Good hunting

John Longenecker, has usual, has some good advice on what to do about gun control. He is calling for the same thing I have for quite a while:



The FBI is charged with investigating such abuses under color of law, and in the United States Code, a Pattern and Practice of violating rights is an element of the offense, which interests me a great deal. There are rules against abuse of process, abuses under color of authority, but this is something different I see. It comes to address abuses of civil rights specifically under color of existing law, which is to follow a predatory selective enforcement (abuses in themselves) which might ordinarily be simply a conflict in laws, and therefore a matter of legal opinion. In the past, almost throughout the entire history of the nation, it was the Citizen on the defensive, the citizen charged with violating some of the more than 20,000 gun laws, oftentimes facing some real hard time, not to mention legal bankruptcy. Every single defendant citizen had his hands full as the Plaintiff or some enforcement agency had unlimited staff and unlimited funding. They also had the support of unlimited citizens who believed the Agency would not attack a citizen for nothing.
 
But, under this legal tool, for the intentional acts of a defendant who is now more likely to be not a citizen but a college campus, an employer’s workplace or a major city, there is no conflict of laws to hide behind, but more of a naked violation of civil rights to answer.

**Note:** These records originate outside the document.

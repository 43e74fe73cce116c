//! Named Ansible projects: the registry file, project selection, and
//! playbook discovery.
//!
//! The registry is a JSON document:
//!
//! ```json
//! { "projects": { "site": { "name": "site", "root": "/srv/site", ... } },
//!   "defaults": { "project": "site" } }
//! ```

use crate::error::{ToolError, ToolResult};
use crate::inventory::source::expand_path;
use serde::{Deserialize, Serialize};
use std::collections::BTreeMap;
use std::io::Write;
use std::path::{Path, PathBuf};
use thiserror::Error;
use tracing::{debug, info};

/// Registry file looked for in the working directory.
pub const LOCAL_REGISTRY_FILE: &str = "mcp_ansible.config.json";
/// Name given to the project declared through the environment when no name
/// is set.
pub const DEFAULT_ENV_PROJECT_NAME: &str = "env";

const ENV_PREFIX: &str = "MCP_ANSIBLE_ENV_";

#[cfg(windows)]
const PATH_LIST_SEPARATOR: &str = ";";
#[cfg(not(windows))]
const PATH_LIST_SEPARATOR: &str = ":";

/// Directories never searched for playbooks.
const SKIPPED_DIRS: &[&str] = &[
    ".git",
    ".venv",
    "venv",
    "__pycache__",
    "collections",
    "inventory",
    "roles",
    "node_modules",
];

#[derive(Debug, Error)]
pub enum RegistryError {
    #[error("failed to read project registry {path}: {source}")]
    Read {
        path: String,
        source: std::io::Error,
    },
    #[error("malformed project registry {path}: {source}")]
    Malformed {
        path: String,
        source: serde_json::Error,
    },
    #[error("failed to write project registry {path}: {source}")]
    Write {
        path: String,
        source: std::io::Error,
    },
}

impl From<RegistryError> for ToolError {
    fn from(err: RegistryError) -> Self {
        ToolError::registry(err)
    }
}

/// A registered project. Paths are stored absolute.
#[derive(Debug, Clone, Default, Serialize, Deserialize, PartialEq, Eq)]
pub struct ProjectDefinition {
    #[serde(default)]
    pub name: String,
    #[serde(default)]
    pub root: String,
    #[serde(default)]
    pub inventory: Option<String>,
    #[serde(default)]
    pub roles_paths: Option<Vec<String>>,
    #[serde(default)]
    pub collections_paths: Option<Vec<String>>,
    #[serde(default)]
    pub env: Option<BTreeMap<String, String>>,
}

impl ProjectDefinition {
    pub fn root_path(&self) -> PathBuf {
        PathBuf::from(&self.root)
    }

    /// Variables exported to every command run for this project.
    pub fn env_vars(&self) -> BTreeMap<String, String> {
        let mut env = BTreeMap::new();
        if let Some(paths) = self.roles_paths.as_ref().filter(|p| !p.is_empty()) {
            env.insert("ANSIBLE_ROLES_PATH".to_string(), paths.join(PATH_LIST_SEPARATOR));
        }
        if let Some(paths) = self.collections_paths.as_ref().filter(|p| !p.is_empty()) {
            env.insert(
                "ANSIBLE_COLLECTIONS_PATHS".to_string(),
                paths.join(PATH_LIST_SEPARATOR),
            );
        }
        if let Some(extra) = &self.env {
            env.extend(extra.iter().map(|(k, v)| (k.clone(), v.clone())));
        }
        env
    }

    /// Build the project declared through `MCP_ANSIBLE_*` variables, if
    /// `MCP_ANSIBLE_PROJECT_ROOT` is among them.
    pub fn from_env_vars(vars: impl IntoIterator<Item = (String, String)>) -> Option<Self> {
        let vars: BTreeMap<String, String> = vars.into_iter().collect();
        let root = vars.get("MCP_ANSIBLE_PROJECT_ROOT").filter(|r| !r.is_empty())?;
        let env: BTreeMap<String, String> = vars
            .iter()
            .filter_map(|(k, v)| {
                k.strip_prefix(ENV_PREFIX)
                    .filter(|stripped| !stripped.is_empty())
                    .map(|stripped| (stripped.to_string(), v.clone()))
            })
            .collect();
        Some(Self {
            name: vars
                .get("MCP_ANSIBLE_PROJECT_NAME")
                .cloned()
                .unwrap_or_else(|| DEFAULT_ENV_PROJECT_NAME.to_string()),
            root: absolute_path(root),
            inventory: vars
                .get("MCP_ANSIBLE_INVENTORY")
                .filter(|i| !i.is_empty())
                .map(|i| absolute_path(i)),
            roles_paths: split_path_list(vars.get("MCP_ANSIBLE_ROLES_PATH")),
            collections_paths: split_path_list(vars.get("MCP_ANSIBLE_COLLECTIONS_PATHS")),
            env: (!env.is_empty()).then_some(env),
        })
    }
}

fn split_path_list(raw: Option<&String>) -> Option<Vec<String>> {
    let paths: Vec<String> = raw?
        .split(PATH_LIST_SEPARATOR)
        .filter(|p| !p.is_empty())
        .map(absolute_path)
        .collect();
    (!paths.is_empty()).then_some(paths)
}

/// `~`-expanded, absolute, and canonical when the path exists.
pub fn absolute_path(raw: &str) -> String {
    let cwd = std::env::current_dir().ok();
    let path = expand_path(raw, cwd.as_deref());
    std::fs::canonicalize(&path)
        .unwrap_or(path)
        .display()
        .to_string()
}

#[derive(Debug, Clone, Default, Serialize, Deserialize, PartialEq)]
pub struct RegistryDefaults {
    #[serde(default, skip_serializing_if = "Option::is_none")]
    pub project: Option<String>,
    /// Keys this server does not interpret, kept as written.
    #[serde(flatten)]
    pub extra: serde_json::Map<String, serde_json::Value>,
}

#[derive(Debug, Clone, Default, Serialize, Deserialize, PartialEq)]
pub struct RegistryFile {
    #[serde(default)]
    pub projects: BTreeMap<String, ProjectDefinition>,
    #[serde(default)]
    pub defaults: RegistryDefaults,
}

impl RegistryFile {
    pub fn default_project(&self) -> Option<&ProjectDefinition> {
        self.defaults
            .project
            .as_ref()
            .and_then(|name| self.projects.get(name))
    }
}

/// Handle on the registry file. Every operation reads the file afresh.
#[derive(Debug, Clone)]
pub struct ProjectRegistry {
    path: PathBuf,
}

impl ProjectRegistry {
    pub fn new(path: impl Into<PathBuf>) -> Self {
        Self { path: path.into() }
    }

    /// Registry location: `explicit` (from `MCP_ANSIBLE_CONFIG`), else
    /// `./mcp_ansible.config.json` when present, else
    /// `~/.config/mcp-ansible/config.json`.
    pub fn locate(explicit: Option<&Path>) -> PathBuf {
        if let Some(path) = explicit {
            return PathBuf::from(absolute_path(&path.display().to_string()));
        }
        let local = PathBuf::from(LOCAL_REGISTRY_FILE);
        if local.is_file() {
            return std::env::current_dir()
                .map(|cwd| cwd.join(&local))
                .unwrap_or(local);
        }
        dirs::home_dir()
            .unwrap_or_default()
            .join(".config")
            .join("mcp-ansible")
            .join("config.json")
    }

    pub fn path(&self) -> &Path {
        &self.path
    }

    /// Read the registry. A missing file is an empty registry.
    pub fn load(&self) -> Result<RegistryFile, RegistryError> {
        let shown = self.path.display().to_string();
        if !self.path.exists() {
            debug!(path = %shown, "No project registry yet");
            return Ok(RegistryFile::default());
        }
        let text = std::fs::read_to_string(&self.path).map_err(|source| RegistryError::Read {
            path: shown.clone(),
            source,
        })?;
        let mut file: RegistryFile =
            serde_json::from_str(&text).map_err(|source| RegistryError::Malformed {
                path: shown,
                source,
            })?;
        for (name, project) in file.projects.iter_mut() {
            if project.name.is_empty() {
                project.name = name.clone();
            }
        }
        Ok(file)
    }

    /// Replace the registry file atomically: write a temporary file beside
    /// it, then rename over the original.
    pub fn save(&self, file: &RegistryFile) -> Result<(), RegistryError> {
        let shown = self.path.display().to_string();
        let write_err = |source: std::io::Error| RegistryError::Write {
            path: shown.clone(),
            source,
        };
        let dir = match self.path.parent() {
            Some(parent) if !parent.as_os_str().is_empty() => parent.to_path_buf(),
            _ => PathBuf::from("."),
        };
        std::fs::create_dir_all(&dir).map_err(write_err)?;
        let json = serde_json::to_string_pretty(file).map_err(|e| write_err(std::io::Error::other(e)))?;
        let mut temp = tempfile::NamedTempFile::new_in(&dir).map_err(write_err)?;
        temp.write_all(json.as_bytes()).map_err(write_err)?;
        temp.as_file().sync_all().map_err(write_err)?;
        temp.persist(&self.path).map_err(|e| write_err(e.error))?;
        info!(path = %shown, projects = file.projects.len(), "Saved project registry");
        Ok(())
    }

    /// Add or replace `project`, optionally making it the default.
    pub fn register(
        &self,
        project: ProjectDefinition,
        make_default: bool,
    ) -> Result<RegistryFile, RegistryError> {
        let mut file = self.load()?;
        if make_default {
            file.defaults.project = Some(project.name.clone());
        }
        file.projects.insert(project.name.clone(), project);
        self.save(&file)?;
        Ok(file)
    }
}

/// Pick the project for a request: the explicitly named one, else the
/// project declared in the environment, else the saved default.
pub fn select_project(
    file: &RegistryFile,
    explicit: Option<&str>,
    env_project: Option<&ProjectDefinition>,
) -> ToolResult<Option<ProjectDefinition>> {
    if let Some(name) = explicit {
        return file
            .projects
            .get(name)
            .cloned()
            .map(Some)
            .ok_or_else(|| ToolError::not_found("Project", name));
    }
    if let Some(project) = env_project {
        return Ok(Some(project.clone()));
    }
    Ok(file.default_project().cloned())
}

/// YAML files below `root` whose top level is a list, sorted. Files that do
/// not parse are skipped.
pub fn discover_playbooks(root: &Path) -> Vec<PathBuf> {
    let mut found = Vec::new();
    walk(root, &mut found);
    found.sort();
    found
}

fn walk(dir: &Path, found: &mut Vec<PathBuf>) {
    let Ok(entries) = std::fs::read_dir(dir) else {
        return;
    };
    for entry in entries.flatten() {
        let path = entry.path();
        let name = entry.file_name().to_string_lossy().into_owned();
        if path.is_dir() {
            if !SKIPPED_DIRS.contains(&name.as_str()) {
                walk(&path, found);
            }
            continue;
        }
        if !(name.ends_with(".yml") || name.ends_with(".yaml")) {
            continue;
        }
        let is_playbook = std::fs::read_to_string(&path)
            .ok()
            .and_then(|text| serde_yaml::from_str::<serde_yaml::Value>(&text).ok())
            .is_some_and(|doc| doc.is_sequence());
        if is_playbook {
            found.push(path);
        }
    }
}

#[cfg(test)]
mod tests {
    use super::*;
    use tempfile::TempDir;

    fn env(pairs: &[(&str, &str)]) -> Vec<(String, String)> {
        pairs
            .iter()
            .map(|(k, v)| (k.to_string(), v.to_string()))
            .collect()
    }

    #[test]
    fn project_env_joins_search_paths() {
        let project = ProjectDefinition {
            name: "site".into(),
            root: "/srv/site".into(),
            roles_paths: Some(vec!["/a".into(), "/b".into()]),
            collections_paths: Some(vec!["/c".into()]),
            env: Some(BTreeMap::from([("ANSIBLE_FORCE_COLOR".to_string(), "1".to_string())])),
            ..Default::default()
        };
        let vars = project.env_vars();
        assert_eq!(vars["ANSIBLE_ROLES_PATH"], format!("/a{}/b", PATH_LIST_SEPARATOR));
        assert_eq!(vars["ANSIBLE_COLLECTIONS_PATHS"], "/c");
        assert_eq!(vars["ANSIBLE_FORCE_COLOR"], "1");
    }

    #[test]
    fn env_declared_project() {
        assert!(ProjectDefinition::from_env_vars(env(&[("HOME", "/root")])).is_none());

        let project = ProjectDefinition::from_env_vars(env(&[
            ("MCP_ANSIBLE_PROJECT_ROOT", "/srv/site"),
            ("MCP_ANSIBLE_INVENTORY", "/srv/site/hosts"),
            ("MCP_ANSIBLE_ENV_ANSIBLE_STDOUT_CALLBACK", "yaml"),
        ]))
        .unwrap();
        assert_eq!(project.name, DEFAULT_ENV_PROJECT_NAME);
        assert!(project.root.ends_with("site"));
        assert!(project.inventory.as_deref().unwrap().ends_with("hosts"));
        assert_eq!(
            project.env.unwrap()["ANSIBLE_STDOUT_CALLBACK"],
            "yaml"
        );
    }

    #[test]
    fn selection_order() {
        let mut file = RegistryFile::default();
        for name in ["a", "b"] {
            file.projects.insert(
                name.to_string(),
                ProjectDefinition {
                    name: name.to_string(),
                    root: format!("/{}", name),
                    ..Default::default()
                },
            );
        }
        file.defaults.project = Some("b".into());
        let from_env = ProjectDefinition {
            name: "env".into(),
            root: "/env".into(),
            ..Default::default()
        };

        let pick = |explicit, env_project| {
            select_project(&file, explicit, env_project)
                .unwrap()
                .map(|p| p.name)
        };
        assert_eq!(pick(Some("a"), Some(&from_env)).as_deref(), Some("a"));
        assert_eq!(pick(None, Some(&from_env)).as_deref(), Some("env"));
        assert_eq!(pick(None, None).as_deref(), Some("b"));
        assert!(select_project(&file, Some("zzz"), None).is_err());
    }

    #[test]
    fn discovers_only_playbooks() {
        let temp = TempDir::new().unwrap();
        let root = temp.path();
        std::fs::create_dir_all(root.join("roles/web/tasks")).unwrap();
        std::fs::create_dir_all(root.join("plays")).unwrap();
        std::fs::write(root.join("site.yml"), "- hosts: all\n  tasks: []\n").unwrap();
        std::fs::write(root.join("plays/db.yaml"), "- hosts: db\n").unwrap();
        std::fs::write(root.join("vars.yml"), "a: 1\n").unwrap();
        std::fs::write(root.join("broken.yml"), "- [unclosed\n").unwrap();
        std::fs::write(root.join("roles/web/tasks/main.yml"), "- name: skipped\n").unwrap();

        let found = discover_playbooks(root);
        assert_eq!(found, vec![root.join("plays/db.yaml"), root.join("site.yml")]);
    }
}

I would like to think we hare entered a completely new era in our fight against oppression of gun owners. The good guys are now on the offensives and the criminals are taking cover and hiding. I join Longenecker in saying:



In the Heller case, I point out that one can win their rights if they have the Time, the Team and the Wherewithal, and I point out often that D.C. v. Heller will mean new challenges to gun bans nationwide. To them, and to citizens prosecuting their claims, I said Good Hunting.


I say it again: Good Hunting.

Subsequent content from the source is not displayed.